A Educação de Jovens e Adultos da Rede Municipal de Ensino atende a 155 estudantes, com a oferta dos anos iniciais do Ensino Fundamental em 7 polos e 7 escolas. Durante o dia, a professora Edna Lopes visitou as turmas da EJA localizadas no Serviço Social do Comércio (Sesc) e nas Escolas Municipais Professor Idalice Moreira Prates, Albino Biachi, Augusto Weyand e João Antonio Braga Côrtes, além de participar de uma mostra cultural no polo da Universidade Aberta do Brasil (UAB) e de uma reunião no gabinete do Prefeito Beto Preto.
A secretária municipal de Educação, professora Marli Fernandes, afirma que a meta é erradicar o analfabetismo em Apucarana. “Queremos reduzir para menos de 4% o índice de pessoas que não sabem ler nem escrever e, consequentemente, obter o selo de cidade alfabetizada. Para isso, nós mantemos parcerias com o Sesc e com as Secretarias Municipais da Mulher e da Assistência Social, que nos ajudam a identificar o público-alvo, cedem espaço para novas turmas e oferecem cursos complementares ao currículo dos nossos alunos,” detalhou.
A função social da EJA é desenvolvida levando em conta as habilidades dos próprios alunos. A confecção de peças de artesanatos; o plantio de verduras, temperos e ervas; o preparo de sabão a partir de óleo usado e a arte de cozinhar são incentivados como forma de promover a independência financeira.

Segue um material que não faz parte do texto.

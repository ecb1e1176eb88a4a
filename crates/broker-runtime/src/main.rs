//! # Courier-MQ Broker
//!
//! Runs the paging and large-message core until Ctrl+C.
//!
//! ## Startup Sequence
//!
//! 1. Install logging (`RUST_LOG` overrides the default `info` level)
//! 2. Load configuration from the environment
//! 3. Start the runtime: open paging directory, reload stores, recover
//!    prepared transactions, spawn the reclaimer
//! 4. Wait for Ctrl+C, then shut down in order

use anyhow::{Context, Result};
use broker_runtime::{load_config, BrokerRuntime};
use tracing::info;
use tracing_subscriber::{fmt, EnvFilter};

#[tokio::main]
async fn main() -> Result<()> {
    // Initialize logging
    let subscriber = fmt()
        .with_env_filter(
            EnvFilter::try_from_default_env().unwrap_or_else(|_| EnvFilter::new("info")),
        )
        .with_target(true)
        .with_thread_ids(true)
        .finish();
    tracing::subscriber::set_global_default(subscriber)?;

    let config = load_config().context("Invalid broker configuration")?;

    let runtime = BrokerRuntime::start(config).await?;

    info!("Broker is running. Press Ctrl+C to stop.");
    tokio::signal::ctrl_c().await?;

    runtime.shutdown().await
}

Os resultados já estão surgindo: os alunos apresentam autoestima elevada, motivação em aprender e participar de eventos, e buscam colocar em prática o que aprendem nos cursos, perseguindo seus direitos enquanto cidadãos.
“Eu fui para a escola quando criança, mas precisei abandonar os estudos para ajudar meus pais no trabalho. Retomei o aprendizado recentemente e estou na terceira série. Já sei escrever meu nome e não preciso da ajuda de ninguém para ir ao supermercado ou pegar um ônibus,” contou orgulhosa a aluna Maria do Carmo Rosa, 66 anos, da Escola Professor Idalice Moreira Prates.
A Medalha Paulo Freire foi entregue pela primeira vez em 2005. No Paraná, apenas os municípios de Apucarana e Paranaguá foram classificados na atual edição. A divulgação dos vencedores será feita entre 25 de agosto e 31 de dezembro.
“Estar classificado entre os dez finalistas já é uma enorme conquista, porque significa que o Município foi capaz de realizar um excelente trabalho, que serve de exemplo e  merece ser replicado em outras comunidades. A Medalha Paulo Freire não envolve premiação em dinheiro, mas sim o reconhecimento de práticas que estão dando certo na Educação de Jovens e Adultos,” garantiu professora Edna Lopes.